Umbau der Dinslakener Straße: Notizen vom Bürgerstammtisch in Möllen (26.04.2018)

Am 26.04.2018 fand im Gasthaus Möllen ein Bürgerstammtisch der FDP statt, der schwerpunktmäßig dem Umbau der Dinslakener Straße (K17) und der damit einhergehenden, sich über bis zu 2 Jahre erstreckenden abschnittsweisen Vollsperrung gewidmet war. Die Mehrheit der Teilnehmer bestreitet die Notwendigkeit des Umbaus und fürchtet mittel- und langfristig dramatische Konsequenzen für die Nahversorgung in Möllen in Gestalt eines Domino-Effekts. Es wurden einige höchst interessante Ideen bzw. Hinweise vorgetragen, die die zu erwartenden negativen Folgen reduzieren könnten:

  1. Hans-Peter-Bergmann (parteiloses Mitglied des Stadtrates) schlug vor, die vorhandenen Rad- und Gehwege beiderseits des Dinslakener Straße als Ausweich- bzw. Ersatzfahrbahnen zu nutzen; seinen Messungen zufolge sind diese mit jeweils ca. 4,5 Metern Breite für diesen Zweck ausreichend dimensioniert. Da die Rad- und Gehwege im Zuge des Umbaus ohnehin mit hohem Aufwand neu erstellt werden, dürften absehbare Schäden durch den KFZ-Verkehr keine größere Rolle spielen.

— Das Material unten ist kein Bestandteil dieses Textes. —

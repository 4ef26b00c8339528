//! In-process bus double for tests: same trait, no Redis.

use crate::error::BusError;
use crate::stream_bus::{ConsumerHandle, MessageHandler, StreamBus};
use async_trait::async_trait;
use std::collections::HashMap;
use std::sync::atomic::{AtomicBool, Ordering};
use std::sync::{Arc, Mutex};
use std::time::{Duration, Instant};

#[derive(Debug, Clone)]
struct KeyEntry {
    value: String,
    expires_at: Option<Instant>,
}

impl KeyEntry {
    fn live(&self) -> bool {
        self.expires_at.map(|t| Instant::now() < t).unwrap_or(true)
    }
}

/// Append-only vec per stream, one cursor per (stream, group), TTL'd key
/// map. `set_available(false)` simulates an outage: every operation then
/// fails with `Unavailable`, which is what the fail-closed paths key on.
#[derive(Default)]
pub struct MemoryBus {
    streams: Mutex<HashMap<String, Vec<serde_json::Value>>>,
    cursors: Mutex<HashMap<(String, String), usize>>,
    keys: Mutex<HashMap<String, KeyEntry>>,
    down: AtomicBool,
}

impl MemoryBus {
    pub fn new() -> Self {
        Self::default()
    }

    pub fn set_available(&self, available: bool) {
        self.down.store(!available, Ordering::Relaxed);
    }

    fn check_up(&self) -> Result<(), BusError> {
        if self.down.load(Ordering::Relaxed) {
            Err(BusError::Unavailable("memory bus marked down".into()))
        } else {
            Ok(())
        }
    }

    /// Everything published to a stream so far, for assertions.
    pub fn published(&self, stream: &str) -> Vec<serde_json::Value> {
        self.streams
            .lock()
            .unwrap()
            .get(stream)
            .cloned()
            .unwrap_or_default()
    }

    pub fn published_count(&self, stream: &str) -> usize {
        self.published(stream).len()
    }

    /// Deliver every unseen message for (stream, group) through the handler,
    /// honoring at-least-once semantics: the cursor only advances past a
    /// message once the handler accepts it.
    pub fn drain(&self, stream: &str, group: &str, handler: &MessageHandler) {
        loop {
            let next = {
                let cursors = self.cursors.lock().unwrap();
                let streams = self.streams.lock().unwrap();
                let pos = cursors
                    .get(&(stream.to_string(), group.to_string()))
                    .copied()
                    .unwrap_or(0);
                streams
                    .get(stream)
                    .and_then(|entries| entries.get(pos).cloned())
            };
            let Some(payload) = next else { break };
            match handler(payload) {
                Ok(()) => {
                    let mut cursors = self.cursors.lock().unwrap();
                    *cursors
                        .entry((stream.to_string(), group.to_string()))
                        .or_insert(0) += 1;
                }
                Err(_) => break,
            }
        }
    }
}

#[async_trait]
impl StreamBus for MemoryBus {
    async fn publish(&self, stream: &str, payload: &serde_json::Value) -> Result<(), BusError> {
        self.check_up()?;
        self.streams
            .lock()
            .unwrap()
            .entry(stream.to_string())
            .or_default()
            .push(payload.clone());
        Ok(())
    }

    async fn consume(
        &self,
        stream: &str,
        group: &str,
        _consumer: &str,
        handler: MessageHandler,
    ) -> Result<ConsumerHandle, BusError> {
        // The double has no background reader; tests pump delivery with
        // `drain`. The returned handle parks until stopped so shutdown
        // sequencing can still be exercised.
        self.check_up()?;
        let _ = (stream, group, handler);
        let running = Arc::new(AtomicBool::new(true));
        let running_task = running.clone();
        let task = tokio::spawn(async move {
            while running_task.load(Ordering::Relaxed) {
                tokio::time::sleep(Duration::from_millis(10)).await;
            }
        });
        Ok(ConsumerHandle { running, task })
    }

    async fn ping(&self) -> Result<(), BusError> {
        self.check_up()
    }

    async fn set_nx_ttl(&self, key: &str, value: &str, ttl: Duration) -> Result<bool, BusError> {
        self.check_up()?;
        let mut keys = self.keys.lock().unwrap();
        if let Some(entry) = keys.get(key) {
            if entry.live() {
                return Ok(false);
            }
        }
        keys.insert(
            key.to_string(),
            KeyEntry {
                value: value.to_string(),
                expires_at: Some(Instant::now() + ttl),
            },
        );
        Ok(true)
    }

    async fn set_ttl(&self, key: &str, value: &str, ttl: Duration) -> Result<(), BusError> {
        self.check_up()?;
        self.keys.lock().unwrap().insert(
            key.to_string(),
            KeyEntry {
                value: value.to_string(),
                expires_at: Some(Instant::now() + ttl),
            },
        );
        Ok(())
    }

    async fn key_exists(&self, key: &str) -> Result<bool, BusError> {
        self.check_up()?;
        Ok(self
            .keys
            .lock()
            .unwrap()
            .get(key)
            .map(|e| e.live())
            .unwrap_or(false))
    }

    async fn get_key(&self, key: &str) -> Result<Option<String>, BusError> {
        self.check_up()?;
        Ok(self
            .keys
            .lock()
            .unwrap()
            .get(key)
            .filter(|e| e.live())
            .map(|e| e.value.clone()))
    }

    async fn delete_key(&self, key: &str) -> Result<(), BusError> {
        self.check_up()?;
        self.keys.lock().unwrap().remove(key);
        Ok(())
    }

    async fn incr_window(&self, key: &str, window: Duration) -> Result<i64, BusError> {
        self.check_up()?;
        let mut keys = self.keys.lock().unwrap();
        let fresh = keys.get(key).map(|e| !e.live()).unwrap_or(true);
        if fresh {
            keys.insert(
                key.to_string(),
                KeyEntry {
                    value: "1".to_string(),
                    expires_at: Some(Instant::now() + window),
                },
            );
            return Ok(1);
        }
        let entry = keys.get_mut(key).expect("checked above");
        let next = entry.value.parse::<i64>().unwrap_or(0) + 1;
        entry.value = next.to_string();
        Ok(next)
    }

    async fn key_ttl(&self, key: &str) -> Result<Option<Duration>, BusError> {
        self.check_up()?;
        Ok(self
            .keys
            .lock()
            .unwrap()
            .get(key)
            .filter(|e| e.live())
            .and_then(|e| e.expires_at)
            .map(|t| t.saturating_duration_since(Instant::now())))
    }
}

#[cfg(test)]
mod tests {
    use super::*;
    use std::sync::atomic::AtomicUsize;

    #[tokio::test]
    async fn test_publish_and_drain() {
        let bus = MemoryBus::new();
        bus.publish("s", &serde_json::json!({"n": 1})).await.unwrap();
        bus.publish("s", &serde_json::json!({"n": 2})).await.unwrap();

        let seen = Arc::new(AtomicUsize::new(0));
        let seen_h = seen.clone();
        let handler: MessageHandler = Arc::new(move |_v| {
            seen_h.fetch_add(1, Ordering::Relaxed);
            Ok(())
        });
        bus.drain("s", "g", &handler);
        assert_eq!(seen.load(Ordering::Relaxed), 2);

        // Cursor advanced: draining again delivers nothing new.
        bus.drain("s", "g", &handler);
        assert_eq!(seen.load(Ordering::Relaxed), 2);
    }

    #[tokio::test]
    async fn test_failed_handler_keeps_message_pending() {
        let bus = MemoryBus::new();
        bus.publish("s", &serde_json::json!({"n": 1})).await.unwrap();

        let reject: MessageHandler = Arc::new(|_v| anyhow::bail!("not yet"));
        bus.drain("s", "g", &reject);

        let seen = Arc::new(AtomicUsize::new(0));
        let seen_h = seen.clone();
        let accept: MessageHandler = Arc::new(move |_v| {
            seen_h.fetch_add(1, Ordering::Relaxed);
            Ok(())
        });
        bus.drain("s", "g", &accept);
        assert_eq!(seen.load(Ordering::Relaxed), 1);
    }

    #[tokio::test]
    async fn test_nx_and_ttl_keys() {
        let bus = MemoryBus::new();
        assert!(bus
            .set_nx_ttl("k", "1", Duration::from_millis(40))
            .await
            .unwrap());
        assert!(!bus
            .set_nx_ttl("k", "1", Duration::from_millis(40))
            .await
            .unwrap());
        tokio::time::sleep(Duration::from_millis(60)).await;
        assert!(bus
            .set_nx_ttl("k", "1", Duration::from_millis(40))
            .await
            .unwrap());
    }

    #[tokio::test]
    async fn test_incr_window_resets_after_expiry() {
        let bus = MemoryBus::new();
        assert_eq!(bus.incr_window("c", Duration::from_millis(40)).await.unwrap(), 1);
        assert_eq!(bus.incr_window("c", Duration::from_millis(40)).await.unwrap(), 2);
        tokio::time::sleep(Duration::from_millis(60)).await;
        assert_eq!(bus.incr_window("c", Duration::from_millis(40)).await.unwrap(), 1);
    }

    #[tokio::test]
    async fn test_outage_fails_everything() {
        let bus = MemoryBus::new();
        bus.set_available(false);
        assert!(bus.ping().await.is_err());
        assert!(bus.publish("s", &serde_json::json!({})).await.is_err());
        assert!(bus.key_exists("k").await.is_err());
        bus.set_available(true);
        assert!(bus.ping().await.is_ok());
    }
}
//! Outbound alert text formatting.

use soul_bus::{AlertData, Band};

fn severity_emoji(band: Band) -> &'static str {
    match band {
        Band::HighConviction => "🚨",
        Band::Actionable => "⚠️",
        _ => "ℹ️",
    }
}

/// Multiline HTML-safe alert body relayed to the chat gateway.
pub fn format_alert(alert: &AlertData) -> String {
    let mut text = format!(
        "{} <b>{}</b> ({})\nPrice: ${:.6} | Confidence: {}%\n",
        severity_emoji(alert.severity),
        alert.symbol,
        alert.severity,
        alert.price,
        alert.confidence,
    );
    for line in &alert.lines {
        text.push_str(&format!("• {}\n", line));
    }
    text.push_str(&format!(
        "Plan: {}\nRoute: {} | Est impact: {:.2}%",
        alert.plan, alert.sol_path, alert.est_impact_pct
    ));
    text
}

#[cfg(test)]
mod tests {
    use super::*;
    use chrono::Utc;

    fn alert(band: Band) -> AlertData {
        AlertData {
            severity: band,
            mint: "MintA".to_string(),
            symbol: "ABC".to_string(),
            price: 1.05,
            confidence: 76,
            lines: vec!["Liq $600.0k".to_string(), "m1h +5.0%".to_string()],
            plan: "entry tranche ~7.6% of portfolio (cap 35% deployed)".to_string(),
            sol_path: "2 hops".to_string(),
            est_impact_pct: 0.3,
            ts: Utc::now(),
        }
    }

    #[test]
    fn test_format_includes_reasons_and_plan() {
        let text = format_alert(&alert(Band::Actionable));
        assert!(text.contains("⚠️"));
        assert!(text.contains("<b>ABC</b>"));
        assert!(text.contains("• Liq $600.0k"));
        assert!(text.contains("Plan: entry tranche"));
        assert!(text.contains("Est impact: 0.30%"));
    }

    #[test]
    fn test_high_conviction_gets_siren() {
        assert!(format_alert(&alert(Band::HighConviction)).starts_with("🚨"));
    }
}
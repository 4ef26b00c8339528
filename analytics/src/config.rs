//! Configuration for the analytics service.
//!
//! Loaded from environment variables (via .env) with validated defaults.
//! Bad values that would corrupt scoring abort startup.

use anyhow::{Context, Result};
use soul_bus::{streams, Band};
use std::env;
use std::path::PathBuf;

#[derive(Debug, Clone)]
pub struct Config {
    pub bus: BusConfig,
    pub thresholds: Thresholds,
    pub throttle: ThrottleConfig,
    pub cache: CacheConfig,
    pub store: StoreConfig,
    pub service: ServiceConfig,
}

#[derive(Debug, Clone)]
pub struct BusConfig {
    pub url: String,
    pub stream_market: String,
    pub stream_alerts: String,
    pub stream_requests: String,
    pub stream_replies: String,
    pub group: String,
}

/// Scoring and gating thresholds; defaults follow production tuning.
#[derive(Debug, Clone)]
pub struct Thresholds {
    // Hard gates
    pub min_liquidity_actionable: f64,
    pub min_liquidity_headsup: f64,
    pub min_volume_actionable: f64,
    pub min_volume_headsup: f64,
    pub max_impact_pct: f64,
    pub max_spread_pct: f64,
    pub max_route_hops: u32,
    pub max_route_deviation: f64,

    // Age and risk
    pub min_age_hours: f64,
    pub young_token_hours: f64,
    pub min_c_young_risky: i32,

    // Momentum bounds
    pub min_m1h_pct: f64,
    pub max_m1h_pct: f64,
    pub min_m24h_pct: f64,
    pub max_m24h_pct: f64,

    // FDV/liq advisory bands
    pub min_fdv_liq: f64,
    pub max_fdv_liq: f64,
    pub preferred_min_fdv_liq: f64,
    pub preferred_max_fdv_liq: f64,

    // Rug heuristics
    pub max_top_holder_pct: f64,

    // Hygiene and data quality
    pub hygiene_penalty: i32,
    pub dq_start: f64,
    pub dq_penalty_per_missing: f64,
    pub min_dq_for_actionable: f64,

    // Confidence shaping
    pub max_rug_cap: i32,
    pub risk_on_adj: i32,
    pub risk_off_adj: i32,

    // Net edge
    pub max_upside_cap: f64,
    pub net_edge_k_factor: f64,
    pub lag_penalty: f64,

    // Bands
    pub headsup_min: i32,
    pub headsup_max: i32,
    pub actionable_base_threshold: i32,
    pub high_conviction_min: i32,

    // Regime
    pub risk_on_sol_change_threshold: f64,
    pub risk_on_momentum_threshold: f64,

    // Advisory sizing (plan line only; no execution)
    pub default_deployed_pct: f64,
    pub max_deployed_pct: f64,
    pub max_positions: u32,
}

impl Default for Thresholds {
    fn default() -> Self {
        Self {
            min_liquidity_actionable: 150_000.0,
            min_liquidity_headsup: 25_000.0,
            min_volume_actionable: 500_000.0,
            min_volume_headsup: 50_000.0,
            max_impact_pct: 1.5,
            max_spread_pct: 2.5,
            max_route_hops: 3,
            max_route_deviation: 0.8,
            min_age_hours: 24.0,
            young_token_hours: 72.0,
            min_c_young_risky: 80,
            min_m1h_pct: 1.0,
            max_m1h_pct: 12.0,
            min_m24h_pct: 2.0,
            max_m24h_pct: 60.0,
            min_fdv_liq: 2.0,
            max_fdv_liq: 150.0,
            preferred_min_fdv_liq: 5.0,
            preferred_max_fdv_liq: 50.0,
            max_top_holder_pct: 25.0,
            hygiene_penalty: 10,
            dq_start: 1.0,
            dq_penalty_per_missing: 0.08,
            min_dq_for_actionable: 0.7,
            max_rug_cap: 55,
            risk_on_adj: -10,
            risk_off_adj: 10,
            max_upside_cap: 15.0,
            net_edge_k_factor: 2.0,
            lag_penalty: 0.3,
            headsup_min: 60,
            headsup_max: 69,
            actionable_base_threshold: 70,
            high_conviction_min: 85,
            risk_on_sol_change_threshold: 0.0,
            risk_on_momentum_threshold: 0.0,
            default_deployed_pct: 30.0,
            max_deployed_pct: 35.0,
            max_positions: 3,
        }
    }
}
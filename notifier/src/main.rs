//! 🔔 Notifier service - alert policy layer
//!
//! Sits between the analytics alert stream and the chat gateway: applies
//! mute, global-throttle and dedup gates, audits every decision, and
//! answers status/mute commands.

use anyhow::{Context, Result};
use log::info;
use notifier::audit::AuditLogger;
use notifier::config::Config;
use notifier::service::NotifierService;
use soul_bus::RedisStreamBus;
use std::sync::atomic::{AtomicBool, Ordering};
use std::sync::Arc;

#[tokio::main]
async fn main() -> Result<()> {
    let config = Config::from_env().context("Failed to load configuration")?;
    init_logging(&config.service.log_level);
    config.validate().context("Invalid configuration")?;

    let audit = Arc::new(
        AuditLogger::open(&config.store.sqlite_path).context("Failed to open audit store")?,
    );
    info!("✅ Audit store: {}", config.store.sqlite_path.display());

    let bus = Arc::new(RedisStreamBus::new(&config.bus.url).context("Failed to create bus")?);
    info!("✅ Bus: {}", config.bus.url);

    let stop = Arc::new(AtomicBool::new(false));
    let service = Arc::new(NotifierService::new(config, bus, audit, stop.clone()));
    let consumers = service.start().await?;

    tokio::signal::ctrl_c().await.context("Signal handler failed")?;
    info!("🛑 Shutdown signal received");

    stop.store(true, Ordering::Relaxed);
    for handle in consumers {
        handle.join().await;
    }

    info!("👋 Notifier service stopped");
    Ok(())
}

fn init_logging(level: &str) {
    let mut builder = env_logger::Builder::from_default_env();
    if std::env::var("RUST_LOG").is_err() {
        builder.parse_filters(level);
    }
    builder.init();
}
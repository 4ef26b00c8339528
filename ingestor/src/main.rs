//! ⛏️ Market ingestor - pool watcher and update publisher
//!
//! Wakes on a global tick, pulls pools from the configured DEX endpoints,
//! filters by TVL/volume, aggregates OHLCV bars, publishes market updates
//! and periodically snapshots the pool cache.

use anyhow::{Context, Result};
use ingestor::config::Config;
use ingestor::dex::{DexSource, HttpDexSource};
use ingestor::service::IngestorService;
use ingestor::store::IngestStore;
use log::info;
use soul_bus::RedisStreamBus;
use std::sync::atomic::{AtomicBool, Ordering};
use std::sync::Arc;

#[tokio::main]
async fn main() -> Result<()> {
    let config = Config::from_env().context("Failed to load configuration")?;
    init_logging(&config.service.log_level);
    config.validate().context("Invalid configuration")?;

    let store = Arc::new(
        IngestStore::open(&config.store.sqlite_path).context("Failed to open ingest store")?,
    );
    info!("✅ Store: {}", config.store.sqlite_path.display());

    let bus = Arc::new(RedisStreamBus::new(&config.bus.url).context("Failed to create bus")?);
    info!("✅ Bus: {}", config.bus.url);

    let mut sources: Vec<Arc<dyn DexSource>> = Vec::new();
    for endpoint in &config.dex.endpoints {
        sources.push(Arc::new(
            HttpDexSource::new(endpoint).context("Failed to build DEX source")?,
        ));
    }
    info!("✅ DEX sources: {}", sources.len());

    let stop = Arc::new(AtomicBool::new(false));
    let service = Arc::new(IngestorService::new(
        config,
        bus,
        store,
        sources,
        stop.clone(),
    ));

    let runner = service.clone();
    let run_task = tokio::spawn(async move { runner.run().await });

    tokio::signal::ctrl_c().await.context("Signal handler failed")?;
    info!("🛑 Shutdown signal received");
    stop.store(true, Ordering::Relaxed);
    let _ = run_task.await;

    info!("👋 Ingestor stopped");
    Ok(())
}

fn init_logging(level: &str) {
    let mut builder = env_logger::Builder::from_default_env();
    if std::env::var("RUST_LOG").is_err() {
        builder.parse_filters(level);
    }
    builder.init();
}
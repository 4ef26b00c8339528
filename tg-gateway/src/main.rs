//! 📱 Telegram gateway - the chat edge of the platform
//!
//! Polls Telegram, authenticates and rate-limits senders, answers local
//! commands, forwards the rest over the command fabric, and relays
//! notifier alerts back to the owner chat.

use anyhow::{Context, Result};
use log::info;
use soul_bus::RedisStreamBus;
use std::sync::atomic::{AtomicBool, Ordering};
use std::sync::Arc;
use tg_gateway::config::Config;
use tg_gateway::gateway::Gateway;
use tg_gateway::telegram::TelegramClient;

#[tokio::main]
async fn main() -> Result<()> {
    let config = Config::from_env().context("Failed to load configuration")?;
    init_logging(&config.service.log_level);
    config.validate().context("Invalid configuration")?;

    let telegram = Arc::new(
        TelegramClient::new(
            config.telegram.bot_token.clone(),
            config.telegram.poll_timeout_sec,
        )
        .context("Failed to build Telegram client")?,
    );
    let bus = Arc::new(RedisStreamBus::new(&config.bus.url).context("Failed to create bus")?);
    info!("✅ Bus: {}", config.bus.url);

    let stop = Arc::new(AtomicBool::new(false));
    let gateway = Arc::new(Gateway::new(config, bus, telegram, stop.clone()));
    let consumers = gateway.start().await?;

    tokio::signal::ctrl_c().await.context("Signal handler failed")?;
    info!("🛑 Shutdown signal received");

    stop.store(true, Ordering::Relaxed);
    for handle in consumers {
        handle.join().await;
    }

    info!("👋 Gateway stopped");
    Ok(())
}

fn init_logging(level: &str) {
    let mut builder = env_logger::Builder::from_default_env();
    if std::env::var("RUST_LOG").is_err() {
        builder.parse_filters(level);
    }
    builder.init();
}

  2. Ein Teilnehmer schlug vor, die Schaltung an der Ampel an der Kreuzung B8 (Weseler Str.) und Gudrunstr. / Claudiastr. so anzupassen, dass der morgens überwiegend in Richtung Süden (Dinslaken, Duisburg) und abends in Richtung Norden (Voerde, Wesel) fließende Verkehr jeweils privilegiert wird, damit der von der B8 aufzunehmende Anteil der bislang die Dinslakener Straße benutzenden Verkehrteilnehmer besser bewältigt werden kann.
  3. Für großen Unmut zahlreicher Bürger sorgten die ausbleibenden oder bestenfalls widersprüchlichen Auskünfte seitens der Stadtverwaltung zu den konkreten finanziellen Belastungen für die einzelnen Anlieger.
  4. Auch die sich bereits abzeichnende Kostenexplosion wurde zornig kommentiert.
  5. Hinsichtlich der Erreichbarkeit der an die Dinslakener Straße angrenzenden Quartiere für Einsatzkräfte von Polizei, Feuerwehr und Rettungsdienst wird eine Stellungnahme der für die Planung verantwortlichen Behörden von Stadt und Kreis erwartet.
  6. Die „Raserszene“, deren Umtriebe als hauptsächliches Argument für den Um- bzw. Rückbau der Dinslakener Straße ins Feld geführt wurden, stellt kein größeres Problem mehr dar, da die einschlägigen Akteure zwischenzeitlich durch die Strafjustiz (im bildlichen Sinne) aus dem Verkehr gezogen wurden.
  7. Einer Klärung bedarf auch die Gestaltung des Busverkehrs für Schülerinnen und Schüler – insbesondere für diejenigen unter ihnen, die in Hünxe zur Schule gehen.
  8. Allseitig wurde scharf kritisiert, dass nur direkte, also unmittelbar betroffene Anwohner seitens der Stadt und des Kreises eingeladen und informiert wurden; sinnvoll wäre eine offene, gerade auch für indirekt Betroffene zugängliche Veranstaltung gewesen.